TURIN — Driving through a rare January “pea soup” fog, we arrived at Myers Towpath Restaurant and Lodge.

Luckily someone else was at the wheel, a local person who knew where the Towpath was. If I had been driving, we would have ended up in Utica.

Nestled at the foot of Snow Ridge Ski Resort, this charming little inn has warmed the spirits of skiers and snowmobilers for years under a series of owners. Jen and Greg Myers are the current proprietors, former residents of the Poconos who fell in love with the Tug Hill area.

Jen greeted us at the door as we entered the knotty pine-accented bar and lounge. Due to the weather, we were the only customers in the place on this recent weekday evening. We decided to eat in the cozy lounge next to the woodstove instead of the more formal dining room.

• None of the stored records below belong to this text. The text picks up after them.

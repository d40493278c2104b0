use axum::http::StatusCode;
use axum::response::{IntoResponse, Response};
use coach_core::error::CoachError;

// ---------------------------------------------------------------------------
// AppError: unified error type for HTTP responses
// ---------------------------------------------------------------------------

/// Unified error type for HTTP responses.
#[derive(Debug)]
pub struct AppError(pub anyhow::Error);

impl AppError {
    pub fn bad_request(msg: impl Into<String>) -> Self {
        Self(BadRequest(msg.into()).into())
    }
}

/// Carries an explicit 400 through the `anyhow::Error` chain.
#[derive(Debug)]
struct BadRequest(String);

impl std::fmt::Display for BadRequest {
    fn fmt(&self, f: &mut std::fmt::Formatter<'_>) -> std::fmt::Result {
        write!(f, "{}", self.0)
    }
}

impl std::error::Error for BadRequest {}

fn status_of(e: &CoachError) -> StatusCode {
    match e {
        CoachError::Validation(_) | CoachError::TagLimit(_) => StatusCode::UNPROCESSABLE_ENTITY,
        CoachError::Persistence(_) => StatusCode::BAD_GATEWAY,
        CoachError::NotFound(_)
        | CoachError::SessionNotFound(_)
        | CoachError::BlockNotFound(_) => StatusCode::NOT_FOUND,
        CoachError::InvalidTransition { .. }
        | CoachError::SaveInFlight
        | CoachError::NoSaveInFlight => StatusCode::CONFLICT,
        CoachError::NotInitialized
        | CoachError::InvalidTag(_)
        | CoachError::InvalidStep(_)
        | CoachError::InvalidCategory(_)
        | CoachError::InvalidBlockKind(_)
        | CoachError::InvalidRecordId(_)
        | CoachError::InvalidDay(_) => StatusCode::BAD_REQUEST,
        CoachError::Io(_) | CoachError::Yaml(_) | CoachError::Json(_) => {
            StatusCode::INTERNAL_SERVER_ERROR
        }
    }
}

impl IntoResponse for AppError {
    fn into_response(self) -> Response {
        if let Some(b) = self.0.downcast_ref::<BadRequest>() {
            let body = serde_json::json!({ "error": b.0.clone() });
            return (StatusCode::BAD_REQUEST, axum::Json(body)).into_response();
        }

        let Some(e) = self.0.downcast_ref::<CoachError>() else {
            tracing::error!(error = %self.0, "unhandled error");
            let body = serde_json::json!({ "error": self.0.to_string() });
            return (StatusCode::INTERNAL_SERVER_ERROR, axum::Json(body)).into_response();
        };

        let status = status_of(e);
        let mut body = serde_json::json!({ "error": e.to_string() });
        match e {
            CoachError::Validation(v) => {
                body["fields"] = serde_json::json!(v.fields());
                body["issues"] = serde_json::json!(v.issues);
            }
            CoachError::Persistence(p) => {
                body["persistence"] = serde_json::json!(p);
            }
            _ => {}
        }
        if status.is_server_error() && status != StatusCode::BAD_GATEWAY {
            tracing::error!(error = %e, "request failed");
        }
        (status, axum::Json(body)).into_response()
    }
}

impl<E> From<E> for AppError
where
    E: Into<anyhow::Error>,
{
    fn from(err: E) -> Self {
        Self(err.into())
    }
}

The menu serves a dual purpose, with casual offerings like burgers, wings and cheesesteak sandwiches for those stopping by on snowmobile or ATV and more substantial dinner fare for visitors and guests staying at the inn, with upscale entrees that include chicken, beef, seafood and pasta dishes.

We cherry-picked our appetizers from a list that included a good number of fried favorites in order to see what the kitchen could create from scratch. Homemade crab bites ($7.95), stuffed mushrooms ($8.95) and, just for fun, loaded french fries got the nod.

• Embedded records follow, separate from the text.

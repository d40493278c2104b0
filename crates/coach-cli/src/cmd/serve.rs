use anyhow::Context;
use coach_core::config::Config;
use std::path::Path;

pub fn run(root: &Path, port: u16) -> anyhow::Result<()> {
    Config::load(root).context("failed to load config")?;
    let rt = tokio::runtime::Runtime::new().context("failed to start tokio runtime")?;
    rt.block_on(coach_server::serve(root.to_path_buf(), port))
}
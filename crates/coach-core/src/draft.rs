use crate::block::{BlockId, BlockList, BlockPatch, ContentBlock};
use crate::config::AuthoringConfig;
use crate::error::{CoachError, Result, ValidationError};
use crate::payload::{DayAssignment, DraftPayload, RecordId, RecordSnapshot};
use crate::types::{BlockKind, Category, SaveMode};
use crate::validation;
use serde::{Deserialize, Serialize};
use std::collections::{BTreeMap, HashSet};

// ---------------------------------------------------------------------------
// DraftField / DraftUpdate
// ---------------------------------------------------------------------------

/// One metadata write. Applied as-is; validation waits for step transitions.
#[derive(Debug, Clone, PartialEq, Eq)]
pub enum DraftField {
    Title(String),
    Description(String),
    Category(Option<Category>),
    HeaderImageUrl(Option<String>),
}

/// Sparse metadata update as received from the CLI or HTTP layer.
#[derive(Debug, Clone, Default, PartialEq, Eq, Serialize, Deserialize)]
#[serde(rename_all = "camelCase")]
pub struct DraftUpdate {
    #[serde(default)]
    pub title: Option<String>,
    #[serde(default)]
    pub description: Option<String>,
    #[serde(default)]
    pub category: Option<Category>,
    /// An empty string clears the header image.
    #[serde(default)]
    pub header_image_url: Option<String>,
}

impl DraftUpdate {
    pub fn into_fields(self) -> Vec<DraftField> {
        let mut fields = Vec::new();
        if let Some(t) = self.title {
            fields.push(DraftField::Title(t));
        }
        if let Some(d) = self.description {
            fields.push(DraftField::Description(d));
        }
        if let Some(c) = self.category {
            fields.push(DraftField::Category(Some(c)));
        }
        if let Some(url) = self.header_image_url {
            let url = url.trim().to_string();
            fields.push(DraftField::HeaderImageUrl((!url.is_empty()).then_some(url)));
        }
        fields
    }
}

#[derive(Debug, Clone, Copy, PartialEq, Eq, Serialize, Deserialize)]
#[serde(rename_all = "snake_case")]
pub enum TagToggle {
    Added,
    Removed,
}

// ---------------------------------------------------------------------------
// ProgramDraft
// ---------------------------------------------------------------------------

/// In-memory aggregate for one authoring session.
#[derive(Debug, Clone, PartialEq, Eq, Serialize, Deserialize)]
pub struct ProgramDraft {
    title: String,
    #[serde(default)]
    description: String,
    #[serde(default)]
    category: Option<Category>,
    #[serde(default)]
    tags: Vec<String>,
    #[serde(default)]
    blocks: BlockList,
    #[serde(default, skip_serializing_if = "Option::is_none")]
    header_image_url: Option<String>,
    /// Locally staged header image, not yet confirmed for upload.
    #[serde(default, skip_serializing_if = "Option::is_none")]
    header_preview: Option<String>,
    #[serde(default)]
    days: BTreeMap<u32, Vec<BlockId>>,
    #[serde(default, skip_serializing_if = "Option::is_none")]
    record_id: Option<RecordId>,
    #[serde(default = "default_is_draft")]
    is_draft: bool,
}

fn default_is_draft() -> bool {
    true
}

impl Default for ProgramDraft {
    fn default() -> Self {
        Self {
            title: String::new(),
            description: String::new(),
            category: None,
            tags: Vec::new(),
            blocks: BlockList::new(),
            header_image_url: None,
            header_preview: None,
            days: BTreeMap::new(),
            record_id: None,
            is_draft: true,
        }
    }
}

impl ProgramDraft {
    pub fn new() -> Self {
        Self::default()
    }

    pub fn with_category(category: Category) -> Self {
        Self {
            category: Some(category),
            ..Self::default()
        }
    }

    /// Editing copy of a stored record.
    ///
    /// Stored tags get the same normalization `toggle_tag` applies, and
    /// repeated entries for one day are merged in order of appearance.
    pub fn from_snapshot(snapshot: RecordSnapshot) -> Self {
        let p = snapshot.payload;
        let mut seen = HashSet::new();
        let tags = p
            .tags
            .iter()
            .map(|t| t.trim())
            .filter(|t| !t.is_empty() && seen.insert(*t))
            .map(str::to_string)
            .collect();
        let mut days: BTreeMap<u32, Vec<BlockId>> = BTreeMap::new();
        for d in p.days {
            let entry = days.entry(d.day).or_default();
            for id in d.block_ids {
                if !entry.contains(&id) {
                    entry.push(id);
                }
            }
        }
        days.retain(|_, blocks| !blocks.is_empty());
        Self {
            title: p.title,
            description: p.description,
            category: p.category,
            tags,
            blocks: p.blocks,
            header_image_url: p.header_image_url,
            header_preview: None,
            days,
            record_id: Some(snapshot.id),
            is_draft: p.is_draft,
        }
    }

    // -----------------------------------------------------------------------
    // Accessors
    // -----------------------------------------------------------------------

    pub fn title(&self) -> &str {
        &self.title
    }

    pub fn description(&self) -> &str {
        &self.description
    }

    pub fn category(&self) -> Option<Category> {
        self.category
    }

    pub fn tags(&self) -> &[String] {
        &self.tags
    }

    pub fn blocks(&self) -> &BlockList {
        &self.blocks
    }

    pub fn header_image_url(&self) -> Option<&str> {
        self.header_image_url.as_deref()
    }

    pub fn header_preview(&self) -> Option<&str> {
        self.header_preview.as_deref()
    }

    pub fn days(&self) -> &BTreeMap<u32, Vec<BlockId>> {
        &self.days
    }

    pub fn record_id(&self) -> Option<&RecordId> {
        self.record_id.as_ref()
    }

    pub fn is_draft(&self) -> bool {
        self.is_draft
    }

    // -----------------------------------------------------------------------
    // Metadata
    // -----------------------------------------------------------------------

    pub fn set_field(&mut self, field: DraftField) {
        match field {
            DraftField::Title(t) => self.title = t,
            DraftField::Description(d) => self.description = d,
            DraftField::Category(c) => self.category = c,
            DraftField::HeaderImageUrl(url) => self.header_image_url = url,
        }
    }

    /// Add `tag` if absent, remove it if present. Tags are trimmed and
    /// compared case-sensitively; an empty tag is rejected untouched.
    pub fn toggle_tag(&mut self, tag: &str) -> Result<TagToggle> {
        let tag = tag.trim();
        if tag.is_empty() {
            return Err(CoachError::InvalidTag(String::new()));
        }
        if let Some(i) = self.tags.iter().position(|t| t == tag) {
            self.tags.remove(i);
            Ok(TagToggle::Removed)
        } else {
            self.tags.push(tag.to_string());
            Ok(TagToggle::Added)
        }
    }

    pub fn has_tag(&self, tag: &str) -> bool {
        self.tags.iter().any(|t| t == tag.trim())
    }

    // -----------------------------------------------------------------------
    // Header image
    // -----------------------------------------------------------------------

    pub fn preview_header_image(&mut self, url: impl Into<String>) {
        self.header_preview = Some(url.into());
    }

    /// Promote the staged preview to the header image. Returns false when
    /// nothing was staged.
    pub fn confirm_header_image(&mut self) -> bool {
        match self.header_preview.take() {
            Some(url) => {
                self.header_image_url = Some(url);
                true
            }
            None => false,
        }
    }

    pub fn discard_header_preview(&mut self) -> bool {
        self.header_preview.take().is_some()
    }

    // -----------------------------------------------------------------------
    // Blocks
    // -----------------------------------------------------------------------

    pub fn add_block(&mut self, kind: BlockKind) -> BlockId {
        self.blocks.add(kind)
    }

    /// Remove a block and drop it from every calendar day.
    pub fn remove_block(&mut self, id: &BlockId) -> Option<ContentBlock> {
        let removed = self.blocks.remove(id)?;
        for blocks in self.days.values_mut() {
            blocks.retain(|b| b != id);
        }
        self.days.retain(|_, blocks| !blocks.is_empty());
        Some(removed)
    }

    pub fn reorder_block(&mut self, id: &BlockId, new_index: usize) -> bool {
        self.blocks.reorder(id, new_index)
    }

    pub fn update_block(&mut self, id: &BlockId, patch: &BlockPatch) -> Result<Vec<&'static str>> {
        self.blocks.update(id, patch)
    }

    // -----------------------------------------------------------------------
    // Calendar
    // -----------------------------------------------------------------------

    pub fn assign_day(&mut self, day: u32, block: &BlockId) -> Result<()> {
        if day == 0 {
            return Err(CoachError::InvalidDay(day));
        }
        if !self.blocks.contains(block) {
            return Err(CoachError::BlockNotFound(block.to_string()));
        }
        let entry = self.days.entry(day).or_default();
        if !entry.contains(block) {
            entry.push(block.clone());
        }
        Ok(())
    }

    /// Returns false when the block was not scheduled on `day`.
    pub fn unassign_day(&mut self, day: u32, block: &BlockId) -> bool {
        let Some(entry) = self.days.get_mut(&day) else {
            return false;
        };
        let before = entry.len();
        entry.retain(|b| b != block);
        let changed = entry.len() != before;
        if entry.is_empty() {
            self.days.remove(&day);
        }
        changed
    }

    pub fn clear_day(&mut self, day: u32) -> bool {
        self.days.remove(&day).is_some()
    }

    // -----------------------------------------------------------------------
    // Serialization
    // -----------------------------------------------------------------------

    /// Snapshot payload without any required-field checks.
    pub fn to_payload(&self, mode: SaveMode) -> DraftPayload {
        DraftPayload {
            title: self.title.clone(),
            description: self.description.clone(),
            category: self.category,
            tags: self.tags.clone(),
            blocks: self.blocks.clone(),
            header_image_url: self.header_image_url.clone(),
            days: self
                .days
                .iter()
                .map(|(day, block_ids)| DayAssignment {
                    day: *day,
                    block_ids: block_ids.clone(),
                })
                .collect(),
            is_draft: mode.is_draft(),
        }
    }

    /// Snapshot payload for the gateway. Drafts may be incomplete; publish
    /// requires every step of the category's plan to be satisfied.
    pub fn serialize(
        &self,
        mode: SaveMode,
        cfg: &AuthoringConfig,
    ) -> std::result::Result<DraftPayload, ValidationError> {
        if mode == SaveMode::Publish {
            let issues = validation::publish_issues(self, cfg);
            if !issues.is_empty() {
                return Err(ValidationError::new(None, issues));
            }
        }
        Ok(self.to_payload(mode))
    }

    pub(crate) fn mark_saved(&mut self, id: RecordId, mode: SaveMode) {
        self.record_id = Some(id);
        self.is_draft = mode.is_draft();
    }
}

// ---------------------------------------------------------------------------
// Tests
// ---------------------------------------------------------------------------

The crab cakes were very good, miniature pan-seared two-bite morsels with plenty of shredded lump crab and just enough binder to hold them together. Although they came with a Cajun remoulade, we found the sauce overpowering and agreed the crab cakes were just fine all by themselves.

The mushrooms were stuffed with the same crab mixture and topped with melted cheddar. We could have used more cheddar flavor, but then, after some discussion, concluded that a sharper cheddar could have overpowered the crab as well. Overall, a very good and satisfying appetizer.

The loaded fries “topped with cheddar cheese, bacon and scallions” read better on the menu than they were in reality. The fries were mushy, the cheddar cheese was yellow and processed and the scallions were scant. The crumbled bacon was quite good, however.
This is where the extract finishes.